__What is needed__. Will you quote precisely the lines that run from the top of the material below to the line containing "use std::sync::OnceLock;", both ends included?

__Source records__.
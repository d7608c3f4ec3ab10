//! Hex board geometry with offset coordinates
//!
//! The playable area is a side-10 hexagon (271 cells) embedded in a 21x21
//! array. Odd rows are shifted half a cell to the right. A one-cell padding
//! ring guarantees that every in-bounds cell has all six neighbours inside
//! the array, so walks never need to clip at the array edge.

use std::fmt;
use std::str::FromStr;
use std::sync::OnceLock;

use serde::{Deserialize, Serialize};

use crate::error::ParseCellError;

/// Cells per side of the playable hexagon
pub const BOARD_SIDE: i8 = 10;

/// Width and height of the backing array (hexagon diameter plus padding)
pub const GRID_SIZE: usize = 2 * BOARD_SIDE as usize + 1;

/// Number of array slots, in-bounds or not
pub const GRID_CELLS: usize = GRID_SIZE * GRID_SIZE;

/// Number of playable cells: 3 * side * (side - 1) + 1
pub const CELL_COUNT: usize = 271;

/// Length of a winning line
pub const LINE_LENGTH: usize = 5;

/// Offset coordinates into the backing array
#[derive(Clone, Copy, Debug, PartialEq, Eq, Hash, PartialOrd, Ord, Serialize, Deserialize)]
pub struct Cell {
    pub x: i8,
    pub y: i8,
}

/// The fixed opening cell
pub const CENTER: Cell = Cell::new(BOARD_SIDE, BOARD_SIDE);

impl Cell {
    pub const fn new(x: i8, y: i8) -> Self {
        Self { x, y }
    }

    /// Slot in the backing array (row major)
    #[inline]
    pub fn slot(self) -> usize {
        self.y as usize * GRID_SIZE + self.x as usize
    }

    fn from_slot(slot: usize) -> Self {
        Cell::new((slot % GRID_SIZE) as i8, (slot / GRID_SIZE) as i8)
    }

    fn in_array(self) -> bool {
        (0..GRID_SIZE as i8).contains(&self.x) && (0..GRID_SIZE as i8).contains(&self.y)
    }

    /// Check if this cell lies inside the playable hexagon
    ///
    /// Top and bottom edges are whole rows; the four slanted edges are
    /// bounds on the axial column `dq` and on `dq + dr`.
    pub fn is_valid(self) -> bool {
        if !self.in_array() {
            return false;
        }
        let radius = BOARD_SIDE - 1;
        let dr = self.y - BOARD_SIDE;
        let dq = self.x - self.y / 2 - BOARD_SIDE / 2;
        dr.abs() <= radius
            && dq >= -radius
            && dq <= radius
            && dq + dr >= -radius
            && dq + dr <= radius
    }

    /// Hex distance from the centre cell
    pub fn distance_to_center(self) -> i8 {
        let dr = self.y - BOARD_SIDE;
        let dq = self.x - self.y / 2 - BOARD_SIDE / 2;
        (dq.abs() + dr.abs() + (dq + dr).abs()) / 2
    }

    /// Raw neighbour in a direction, without any bounds check
    fn step(self, direction: Direction) -> Cell {
        let even = self.y % 2 == 0;
        let (dx, dy) = match direction {
            Direction::Right => (1, 0),
            Direction::Left => (-1, 0),
            Direction::TopRight => (if even { 0 } else { 1 }, -1),
            Direction::TopLeft => (if even { -1 } else { 0 }, -1),
            Direction::BottomLeft => (if even { -1 } else { 0 }, 1),
            Direction::BottomRight => (if even { 0 } else { 1 }, 1),
        };
        Cell::new(self.x + dx, self.y + dy)
    }
}

impl fmt::Display for Cell {
    fn fmt(&self, f: &mut fmt::Formatter<'_>) -> fmt::Result {
        write!(f, "{},{}", self.x, self.y)
    }
}

impl FromStr for Cell {
    type Err = ParseCellError;

    /// Parse `"x,y"`
    fn from_str(s: &str) -> Result<Self, Self::Err> {
        let (x, y) = s
            .trim()
            .split_once(',')
            .ok_or_else(|| ParseCellError::Format(s.to_string()))?;
        let x = x
            .trim()
            .parse::<i8>()
            .map_err(|_| ParseCellError::Format(s.to_string()))?;
        let y = y
            .trim()
            .parse::<i8>()
            .map_err(|_| ParseCellError::Format(s.to_string()))?;
        let cell = Cell::new(x, y);
        if !cell.is_valid() {
            return Err(ParseCellError::OutOfBounds(cell));
        }
        Ok(cell)
    }
}

/// Neighbour directions in counter-clockwise order
#[derive(Clone, Copy, Debug, PartialEq, Eq, Hash, Serialize, Deserialize)]
pub enum Direction {
    Right = 0,
    TopRight = 1,
    TopLeft = 2,
    Left = 3,
    BottomLeft = 4,
    BottomRight = 5,
}

pub const DIRECTIONS: [Direction; 6] = [
    Direction::Right,
    Direction::TopRight,
    Direction::TopLeft,
    Direction::Left,
    Direction::BottomLeft,
    Direction::BottomRight,
];

/// One direction per undirected axis, used for windows and line walks
pub const AXES: [Direction; 3] = [
    Direction::Right,
    Direction::BottomRight,
    Direction::BottomLeft,
];

impl Direction {
    #[inline]
    pub fn from_index(index: usize) -> Self {
        DIRECTIONS[index % 6]
    }

    #[inline]
    pub fn index(self) -> usize {
        self as usize
    }

    pub fn opposite(self) -> Self {
        Self::from_index(self.index() + 3)
    }

    /// Next direction counter-clockwise
    pub fn ccw(self) -> Self {
        Self::from_index(self.index() + 1)
    }

    /// Next direction clockwise
    pub fn cw(self) -> Self {
        Self::from_index(self.index() + 5)
    }
}

/// A straight run of five in-bounds cells
pub type Window = [Cell; LINE_LENGTH];

/// Precomputed board structure, shared read-only by every game
#[derive(Debug)]
pub struct Board {
    neighbours: Vec<[Cell; 6]>,
    valid: Vec<bool>,
    index: Vec<Option<u16>>,
    cells: Vec<Cell>,
    windows: Vec<Window>,
}

static BOARD: OnceLock<Board> = OnceLock::new();

impl Board {
    /// The process-wide board, built on first use
    pub fn get() -> &'static Board {
        BOARD.get_or_init(Board::new)
    }

    fn new() -> Self {
        let mut neighbours = vec![[Cell::new(0, 0); 6]; GRID_CELLS];
        let mut valid = vec![false; GRID_CELLS];
        let mut index = vec![None; GRID_CELLS];
        let mut cells = Vec::with_capacity(CELL_COUNT);

        for slot in 0..GRID_CELLS {
            let cell = Cell::from_slot(slot);
            if !cell.is_valid() {
                continue;
            }
            valid[slot] = true;
            index[slot] = Some(cells.len() as u16);
            cells.push(cell);
            for direction in DIRECTIONS {
                neighbours[slot][direction.index()] = cell.step(direction);
            }
        }
        debug_assert_eq!(cells.len(), CELL_COUNT);

        let mut board = Self {
            neighbours,
            valid,
            index,
            cells,
            windows: Vec::new(),
        };
        board.windows = board.collect_windows();
        board
    }

    fn collect_windows(&self) -> Vec<Window> {
        let mut windows = Vec::new();
        for &start in &self.cells {
            for axis in AXES {
                let mut window = [start; LINE_LENGTH];
                let mut len = 1;
                let mut current = start;
                while len < LINE_LENGTH {
                    current = self.neighbour(current, axis);
                    if !self.is_valid(current) {
                        break;
                    }
                    window[len] = current;
                    len += 1;
                }
                if len == LINE_LENGTH {
                    windows.push(window);
                }
            }
        }
        windows
    }

    /// Neighbour of an in-bounds cell. May itself be out of bounds.
    #[inline]
    pub fn neighbour(&self, cell: Cell, direction: Direction) -> Cell {
        self.neighbours[cell.slot()][direction.index()]
    }

    /// All six neighbours of an in-bounds cell, in direction order
    #[inline]
    pub fn neighbours(&self, cell: Cell) -> &[Cell; 6] {
        &self.neighbours[cell.slot()]
    }

    #[inline]
    pub fn is_valid(&self, cell: Cell) -> bool {
        cell.in_array() && self.valid[cell.slot()]
    }

    /// Dense index in `0..CELL_COUNT` for in-bounds cells
    #[inline]
    pub fn linear_index(&self, cell: Cell) -> Option<usize> {
        if !cell.in_array() {
            return None;
        }
        self.index[cell.slot()].map(usize::from)
    }

    /// Every playable cell, row by row
    pub fn cells(&self) -> &[Cell] {
        &self.cells
    }

    pub fn windows(&self) -> &[Window] {
        &self.windows
    }
}

#[cfg(test)]
mod tests {
    use super::*;

    #[test]
    fn test_cell_count() {
        let board = Board::get();
        assert_eq!(board.cells().len(), CELL_COUNT);
        for (i, &cell) in board.cells().iter().enumerate() {
            assert_eq!(board.linear_index(cell), Some(i));
        }
    }

    #[test]
    fn test_cell_validity() {
        assert!(CENTER.is_valid());
        // Widest row spans the whole array except the padding
        assert!(Cell::new(1, 10).is_valid());
        assert!(Cell::new(19, 10).is_valid());
        assert!(!Cell::new(0, 10).is_valid());
        assert!(!Cell::new(20, 10).is_valid());
        // Top row has ten cells
        let top: Vec<_> = (0..GRID_SIZE as i8)
            .map(|x| Cell::new(x, 1))
            .filter(|c| c.is_valid())
            .collect();
        assert_eq!(top.len(), BOARD_SIDE as usize);
        assert!(!Cell::new(10, 0).is_valid());
        assert!(!Cell::new(10, 20).is_valid());
        assert!(!Cell::new(-1, 3).is_valid());
    }

    #[test]
    fn test_board_is_symmetric() {
        // Every ring around the centre is complete
        let board = Board::get();
        let max = board
            .cells()
            .iter()
            .map(|c| c.distance_to_center())
            .max()
            .unwrap();
        assert_eq!(max, BOARD_SIDE - 1);
        let ring = board
            .cells()
            .iter()
            .filter(|c| c.distance_to_center() == BOARD_SIDE - 1)
            .count();
        assert_eq!(ring, 6 * (BOARD_SIDE as usize - 1));
    }

    #[test]
    fn test_neighbours_are_mutual() {
        let board = Board::get();
        for &cell in board.cells() {
            for direction in DIRECTIONS {
                let n = board.neighbour(cell, direction);
                if board.is_valid(n) {
                    assert_eq!(board.neighbour(n, direction.opposite()), cell);
                }
            }
        }
    }

    #[test]
    fn test_adjacent_directions_touch() {
        // The neighbour at d+1, seen from the neighbour at d, sits at d+2
        let board = Board::get();
        for direction in DIRECTIONS {
            let a = board.neighbour(CENTER, direction);
            let b = board.neighbour(CENTER, direction.ccw());
            assert_eq!(board.neighbour(a, direction.ccw().ccw()), b);
            assert_eq!(board.neighbour(b, direction.cw()), a);
        }
    }

    #[test]
    fn test_windows() {
        let board = Board::get();
        assert_eq!(board.windows().len(), 585);
        for window in board.windows() {
            assert!(window.iter().all(|&c| board.is_valid(c)));
        }
    }

    #[test]
    fn test_parse_cell() {
        assert_eq!("10,10".parse::<Cell>().unwrap(), CENTER);
        assert_eq!(" 11 , 9 ".parse::<Cell>().unwrap(), Cell::new(11, 9));
        assert!(matches!("10".parse::<Cell>(), Err(ParseCellError::Format(_))));
        assert!(matches!("0,0".parse::<Cell>(), Err(ParseCellError::OutOfBounds(_))));
        assert_eq!(CENTER.to_string(), "10,10");
    }
}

__Answer for this exercise__.
repository d7608c3f4ec3ab10
//! Hex board geometry with offset coordinates
//!
//! The playable area is a side-10 hexagon (271 cells) embedded in a 21x21
//! array. Odd rows are shifted half a cell to the right. A one-cell padding
//! ring guarantees that every in-bounds cell has all six neighbours inside
//! the array, so walks never need to clip at the array edge.

use std::fmt;
use std::str::FromStr;
use std::sync::OnceLock;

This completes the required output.